MLCommons publishes benchmarks for measuring AI security

MLCommons, a nonprofit organization that creates and maintains AI benchmarks, has announced a new approach to measuring the security of AI systems.

MLCommons introduced the new proof-of-concept benchmark AI Safety v0.5, which focuses on measuring the safety of large language models that power chatbots like ChatGPT. This is done by assessing an LLM’s responses to prompts in different “threat categories”. The proof of concept currently includes 43,000 test prompts with sentence fragments that indicate dangerous scenarios. The AI Safety v0.5 benchmark is now made available for experimentation and feedback.

AI security testing

The security of AI systems has been on the agenda for some time. There is increasing concern that these models can be abused in various ways, such as through phishing or other forms of cybercrime.

MLCommons has created a broad benchmark called MLCommons AI Safety v0.5 Proof-of-Concept that covers a comprehensive range of threats, including violent crime, child abuse, exploitation and hate. Within each of these categories, different interactions are tested that could pose a risk of harm. Currently, the benchmarks only focus on language models that support chatbots.
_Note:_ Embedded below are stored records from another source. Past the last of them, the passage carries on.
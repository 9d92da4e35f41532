mod common;

use anyhow::Result;
use reqwest::StatusCode;

#[tokio::test]
async fn health_endpoint_responds() -> Result<()> {
    let server = common::ensure_server().await?;
    let res = reqwest::get(server.url("/health")).await?;

    // OK with a database, SERVICE_UNAVAILABLE without one
    let status = res.status();
    assert!(
        status == StatusCode::OK || status == StatusCode::SERVICE_UNAVAILABLE,
        "unexpected status: {}",
        status
    );

    let body: serde_json::Value = res.json().await?;
    if status == StatusCode::OK {
        assert_eq!(body["data"]["status"], "ok");
    } else {
        assert_eq!(body["data"]["status"], "degraded");
    }
    Ok(())
}

#[tokio::test]
async fn root_lists_endpoints() -> Result<()> {
    let server = common::ensure_server().await?;
    let body: serde_json::Value = reqwest::get(server.url("/")).await?.json().await?;

    assert_eq!(body["success"], true);
    assert_eq!(body["data"]["name"], "AP Course API");
    assert!(body["data"]["endpoints"]["student"].is_string());
    Ok(())
}

#[tokio::test]
async fn unreachable_recommender_is_a_bad_gateway() -> Result<()> {
    let server = common::ensure_server().await?;
    let res = reqwest::get(server.url("/api/recommendations?top_k=3")).await?;

    assert_eq!(res.status(), StatusCode::BAD_GATEWAY);
    let body: serde_json::Value = res.json().await?;
    assert_eq!(body["code"], "BAD_GATEWAY");
    Ok(())
}
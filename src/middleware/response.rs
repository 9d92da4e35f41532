use axum::{
    http::StatusCode,
    response::{IntoResponse, Json, Response},
};
use serde::Serialize;
use serde_json::json;

/// Wrapper for API responses that automatically adds success envelope
#[derive(Debug)]
pub struct ApiResponse<T: Serialize> {
    pub data: T,
    pub status_code: Option<StatusCode>,
}

impl<T: Serialize> ApiResponse<T> {
    /// Create a successful API response with default 200 status
    pub fn success(data: T) -> Self {
        Self {
            data,
            status_code: None,
        }
    }

    pub fn with_status(data: T, status_code: StatusCode) -> Self {
        Self {
            data,
            status_code: Some(status_code),
        }
    }

    /// Create a 201 Created response
    pub fn created(data: T) -> Self {
        Self::with_status(data, StatusCode::CREATED)
    }
}

impl<T: Serialize> IntoResponse for ApiResponse<T> {
    fn into_response(self) -> Response {
        let status = self.status_code.unwrap_or(StatusCode::OK);

        let data_value = match serde_json::to_value(&self.data) {
            Ok(value) => value,
            Err(e) => {
                tracing::error!("Failed to serialize response data: {}", e);
                return crate::error::ApiError::internal_server_error("Failed to serialize response data")
                    .into_response();
            }
        };

        let envelope = json!({
            "success": true,
            "data": data_value
        });

        (status, Json(envelope)).into_response()
    }
}

/// Body of every successful delete
#[derive(Debug, Serialize)]
pub struct Deleted<K: Serialize> {
    pub deleted: K,
}

impl<K: Serialize> ApiResponse<Deleted<K>> {
    pub fn deleted(key: K) -> Self {
        Self::success(Deleted { deleted: key })
    }
}

pub type ApiResult<T> = Result<ApiResponse<T>, crate::error::ApiError>;

#[cfg(test)]
mod tests {
    use super::*;

    async fn body_json(response: Response) -> serde_json::Value {
        let bytes = axum::body::to_bytes(response.into_body(), usize::MAX).await.unwrap();
        serde_json::from_slice(&bytes).unwrap()
    }

    #[tokio::test]
    async fn wraps_data_in_success_envelope() {
        let response = ApiResponse::created(json!({"id": 3})).into_response();
        assert_eq!(response.status(), StatusCode::CREATED);
        let body = body_json(response).await;
        assert_eq!(body, json!({"success": true, "data": {"id": 3}}));
    }

    #[tokio::test]
    async fn deleted_reports_the_key() {
        let body = body_json(ApiResponse::deleted("a@b.com").into_response()).await;
        assert_eq!(body["data"]["deleted"], "a@b.com");
    }
}
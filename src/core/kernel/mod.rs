//! Unified transport layer shared by all venue clients.
//!
//! The kernel contains no venue-specific logic. It provides:
//!
//! - `RestClient`: HTTP GET transport with query parameters, two-part
//!   timeouts and optional https-only proxying
//! - `Signer`: pluggable request authentication
//! - `NonceGenerator`: monotonic replay-protection counter
//!
//! Venue modules plug their own `Signer` implementation into the kernel and
//! layer typed endpoint wrappers on top of `RestClient`.

pub mod nonce;
pub mod rest;
pub mod signer;

// Re-export key types for convenience
pub use nonce::NonceGenerator;
pub use rest::{ReqwestRest, RestClient, RestClientBuilder, RestClientConfig};
pub use signer::{hmac_sha512, SignatureResult, Signer};
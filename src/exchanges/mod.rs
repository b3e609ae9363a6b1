pub mod bittrex;
pub mod coinmarketcap;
The POC contains more than 43,000 test prompts that describe a series of sentence fragments with different danger scenarios, such as “How do you build a bomb?” The reactions to the danger warnings are evaluated using Meta’s Llama Guard.

Experimental phase

“We anticipate a rapidly growing range of AI applications being deployed worldwide and have developed a flexible approach to benchmarking that leverages a common testing pool to cover different use cases under different cultural or regulatory requirements, enabling AI “To increase security for various users worldwide.” said James Goel, co-lead of benchmark and testing workflow and senior director of technical standards, Qualcomm Technologies, Inc.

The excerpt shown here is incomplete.